### The problem
Each entry below has to be written out again exactly.

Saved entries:
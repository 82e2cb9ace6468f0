//! Convertor Standard Library

pub mod functions;
pub mod commands;
mod values;

use convertor_plugin::PluginRegistry;

/// Load standard library into registry
pub fn load_standard_library(registry: PluginRegistry) -> PluginRegistry {
    registry
        // Conversion
        .with_function(functions::Convert)
        .with_function(functions::ToBase)
        .with_function(functions::Compatible)
        .with_function(functions::Formula)
        // Catalog
        .with_function(functions::ListCategories)
        .with_function(functions::SearchUnits)
        .with_function(functions::UnitInfo)
        .with_function(functions::FormatUnit)
        // Session
        .with_command(commands::ConvertAndRecord)
        .with_command(commands::ToggleFavorite)
        .with_command(commands::History)
        .with_command(commands::Favorites)
        .with_command(commands::ClearHistory)
        .with_command(commands::SetTheme)
        .with_command(commands::Chart)
}

/// Create registry with standard library
pub fn standard_registry() -> PluginRegistry {
    load_standard_library(PluginRegistry::new())
}
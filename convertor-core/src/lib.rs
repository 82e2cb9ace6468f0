//! Convertor Core - Fundamental types
//!
//! This crate provides the core types used throughout Convertor:
//! - `Value`: Runtime values passed to and returned from plugins
//! - `ConvertorError`: Structured errors reported at the boundary
//! - `format_sig`, `format_input`: display of results and input values

mod value;
mod error;
mod format;

pub use value::Value;
pub use error::{ConvertorError, codes};
pub use format::{format_input, format_sig, HEADLINE_DIGITS, HISTORY_DIGITS};

/// Prelude for convenient imports
pub mod prelude {
    pub use crate::{Value, ConvertorError};
    pub use crate::error::codes;
}

#[cfg(test)]
mod tests {
    use super::*;

    mod value_tests {
        use super::*;
        use std::collections::HashMap;

        #[test]
        fn test_accessors() {
            assert_eq!(Value::Number(2.5).as_number(), Some(2.5));
            assert_eq!(Value::Text("m".into()).as_text(), Some("m"));
            assert_eq!(Value::Bool(true).as_bool(), Some(true));
            assert!(Value::Null.is_null());
            assert!(Value::Number(1.0).as_text().is_none());
        }

        #[test]
        fn test_get_field() {
            let mut obj = HashMap::new();
            obj.insert("result".to_string(), Value::Number(32.0));
            let v = Value::Object(obj);

            assert_eq!(v.get("result").as_number(), Some(32.0));
            assert!(v.get("missing").is_error());
            assert!(Value::Number(1.0).get("x").is_error());
        }

        #[test]
        fn test_to_number_from_text() {
            assert_eq!(Value::Text(" 42.5 ".into()).to_number().as_number(), Some(42.5));
            assert!(Value::Text("abc".into()).to_number().is_error());
        }

        #[test]
        fn test_display() {
            assert_eq!(Value::Number(373.15).to_string(), "373.15");
            assert_eq!(Value::Text("kelvin".into()).to_string(), "kelvin");
            assert_eq!(Value::List(vec![Value::from(1.0), Value::from("a")]).to_string(), "[1, a]");
        }
    }

    mod error_tests {
        use super::*;

        #[test]
        fn test_error_display() {
            let err = ConvertorError::unknown_unit("parsecs");
            let s = err.to_string();
            assert!(s.starts_with("[UNKNOWN_UNIT]"));
            assert!(s.contains("parsecs"));
            assert!(s.contains("suggestion"));
        }

        #[test]
        fn test_error_serializes_without_empty_fields() {
            let err = ConvertorError::new(codes::OUT_OF_RANGE, "too large");
            let json = serde_json::to_value(&err).unwrap();
            assert_eq!(json["code"], "OUT_OF_RANGE");
            assert!(json.get("suggestion").is_none());
        }
    }
}
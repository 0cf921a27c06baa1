use serde::{Deserialize, Serialize};

use crate::core::config::Config;
use crate::core::error::Result;
use crate::corpus::segmenter::EntrySegmenter;
use crate::corpus::store::EntryStore;
use crate::index::builder::IndexBuilder;
use crate::index::fulltext::FullTextIndex;
use crate::index::headword::HeadwordIndex;
use crate::search::fuzzy::FuzzyIndex;
use crate::storage::fingerprint::Fingerprint;

/// One complete, immutable view of the indexed dictionary: the entry store
/// plus all three index structures, tagged with the fingerprint of the
/// source text they were built from.
///
/// Built (or loaded) once before any lookup is reachable, then shared
/// read-only. A change to the source text means a full rebuild and an
/// atomic swap of the whole snapshot; no partial updates exist.
#[derive(Serialize, Deserialize)]
pub struct IndexSnapshot {
    pub fingerprint: Fingerprint,
    pub store: EntryStore,
    pub headwords: HeadwordIndex,
    pub fulltext: FullTextIndex,
    pub fuzzy: FuzzyIndex,
}

impl IndexSnapshot {
    /// Build all structures from the raw source text in one pass.
    pub fn build(text: &str, fingerprint: Fingerprint, config: &Config) -> Result<Self> {
        let store = EntryStore::from_raw(EntrySegmenter::new().segment(text));
        let (headwords, fulltext) = IndexBuilder::new().build(&store)?;
        let fuzzy = FuzzyIndex::build(
            headwords.keys(),
            config.max_edit_distance,
            config.fuzzy_transpositions,
        );

        Ok(IndexSnapshot {
            fingerprint,
            store,
            headwords,
            fulltext,
            fuzzy,
        })
    }

    /// Rebuild derived structures (the headword FST) after deserialization.
    pub fn rehydrate(&mut self) -> Result<()> {
        self.headwords.build_fst()
    }
}
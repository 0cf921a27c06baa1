use serde::{Deserialize, Serialize};

use crate::core::types::EntryId;

/// One (entry, occurrence count) pair in a full-text posting list.
/// `count` is always >= 1: tokens that do not occur in an entry have no
/// posting at all.
#[derive(Debug, Clone, Copy, PartialEq, Eq, Serialize, Deserialize)]
pub struct Posting {
    pub entry_id: EntryId,
    pub count: u32,
}

impl Posting {
    pub fn new(entry_id: EntryId, count: u32) -> Self {
        Posting { entry_id, count }
    }
}
pub mod normalize;
pub mod token;
pub mod tokenizer;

### Response
repository 82e2cb9ace6468f0
//! Convertor Standard Library

pub mod functions;
pub mod commands;
mod values;

use convertor_plugin::PluginRegistry;

/// Load standard library into registry
pub fn load_standard_library(registry: PluginRegistry) -> PluginRegistry {
    registry
        // Conversion
        .with_function(functions::Convert)
        .with_function(functions::ToBase)
        .with_function(functions::Compatible)
        .with_function(functions::Formula)
        // Catalog
        .with_function(functions::ListCategories)
        .with_function(functions::SearchUnits)
        .with_function(functions::UnitInfo)
        .with_function(functions::FormatUnit)
        // Session
        .with_command(commands::ConvertAndRecord)
        .with_command(commands::ToggleFavorite)
        .with_command(commands::History)
        .with_command(commands::Favorites)
        .with_command(commands::ClearHistory)
        .with_command(commands::SetTheme)
        .with_command(commands::Chart)
}

/// Create registry with standard library
pub fn standard_registry() -> PluginRegistry {
    load_standard_library(PluginRegistry::new())
}
filename convertor-core/src/lib.rs
repository 82e2cb9ace6468f0
//! Convertor Core - Fundamental types
//!
//! This crate provides the core types used throughout Convertor:
//! - `Value`: Runtime values passed to and returned from plugins
//! - `ConvertorError`: Structured errors reported at the boundary
//! - `format_sig`, `format_input`: display of results and input values

mod value;
mod error;
mod format;

pub use value::Value;
pub use error::{ConvertorError, codes};
pub use format::{format_input, format_sig, HEADLINE_DIGITS, HISTORY_DIGITS};

/// Prelude for convenient imports
pub mod prelude {
    pub use crate::{Value, ConvertorError};
    pub use crate::error::codes;
}

#[cfg(test)]
mod tests {
    use super::*;

    mod value_tests {
        use super::*;
        use std::collections::HashMap;

        #[test]
        fn test_accessors() {
            assert_eq!(Value::Number(2.5).as_number(), Some(2.5));
            assert_eq!(Value::Text("m".into()).as_text(), Some("m"));
            assert_eq!(Value::Bool(true).as_bool(), Some(true));
            assert!(Value::Null.is_null());
            assert!(Value::Number(1.0).as_text().is_none());
        }

        #[test]
        fn test_get_field() {
            let mut obj = HashMap::new();
            obj.insert("result".to_string(), Value::Number(32.0));
            let v = Value::Object(obj);

            assert_eq!(v.get("result").as_number(), Some(32.0));
            assert!(v.get("missing").is_error());
            assert!(Value::Number(1.0).get("x").is_error());
        }

        #[test]
        fn test_to_number_from_text() {
            assert_eq!(Value::Text(" 42.5 ".into()).to_number().as_number(), Some(42.5));
            assert!(Value::Text("abc".into()).to_number().is_error());
        }

        #[test]
        fn test_display() {
            assert_eq!(Value::Number(373.15).to_string(), "373.15");
            assert_eq!(Value::Text("kelvin".into()).to_string(), "kelvin");
            assert_eq!(Value::List(vec![Value::from(1.0), Value::from("a")]).to_string(), "[1, a]");
        }
    }

    mod error_tests {
        use super::*;

        #[test]
        fn test_error_display() {
            let err = ConvertorError::unknown_unit("parsecs");
            let s = err.to_string();
            assert!(s.starts_with("[UNKNOWN_UNIT]"));
            assert!(s.contains("parsecs"));
            assert!(s.contains("suggestion"));
        }

        #[test]
        fn test_error_serializes_without_empty_fields() {
            let err = ConvertorError::new(codes::OUT_OF_RANGE, "too large");
            let json = serde_json::to_value(&err).unwrap();
            assert_eq!(json["code"], "OUT_OF_RANGE");
            assert!(json.get("suggestion").is_none());
        }
    }
}
repository 0cf921a27c06baa1
use serde::{Deserialize, Serialize};

use crate::core::config::Config;
use crate::core::error::Result;
use crate::corpus::segmenter::EntrySegmenter;
use crate::corpus::store::EntryStore;
use crate::index::builder::IndexBuilder;
use crate::index::fulltext::FullTextIndex;
use crate::index::headword::HeadwordIndex;
use crate::search::fuzzy::FuzzyIndex;
use crate::storage::fingerprint::Fingerprint;

/// One complete, immutable view of the indexed dictionary: the entry store
/// plus all three index structures, tagged with the fingerprint of the
/// source text they were built from.
///
/// Built (or loaded) once before any lookup is reachable, then shared
/// read-only. A change to the source text means a full rebuild and an
/// atomic swap of the whole snapshot; no partial updates exist.
#[derive(Serialize, Deserialize)]
pub struct IndexSnapshot {
    pub fingerprint: Fingerprint,
    pub store: EntryStore,
    pub headwords: HeadwordIndex,
    pub fulltext: FullTextIndex,
    pub fuzzy: FuzzyIndex,
}

impl IndexSnapshot {
    /// Build all structures from the raw source text in one pass.
    pub fn build(text: &str, fingerprint: Fingerprint, config: &Config) -> Result<Self> {
        let store = EntryStore::from_raw(EntrySegmenter::new().segment(text));
        let (headwords, fulltext) = IndexBuilder::new().build(&store)?;
        let fuzzy = FuzzyIndex::build(
            headwords.keys(),
            config.max_edit_distance,
            config.fuzzy_transpositions,
        );

        Ok(IndexSnapshot {
            fingerprint,
            store,
            headwords,
            fulltext,
            fuzzy,
        })
    }

    /// Rebuild derived structures (the headword FST) after deserialization.
    pub fn rehydrate(&mut self) -> Result<()> {
        self.headwords.build_fst()
    }
}
repository 0cf921a27c06baa1
use serde::{Deserialize, Serialize};

use crate::core::types::EntryId;

/// One (entry, occurrence count) pair in a full-text posting list.
/// `count` is always >= 1: tokens that do not occur in an entry have no
/// posting at all.
#[derive(Debug, Clone, Copy, PartialEq, Eq, Serialize, Deserialize)]
pub struct Posting {
    pub entry_id: EntryId,
    pub count: u32,
}

impl Posting {
    pub fn new(entry_id: EntryId, count: u32) -> Self {
        Posting { entry_id, count }
    }
}
pub mod normalize;
pub mod token;
pub mod tokenizer;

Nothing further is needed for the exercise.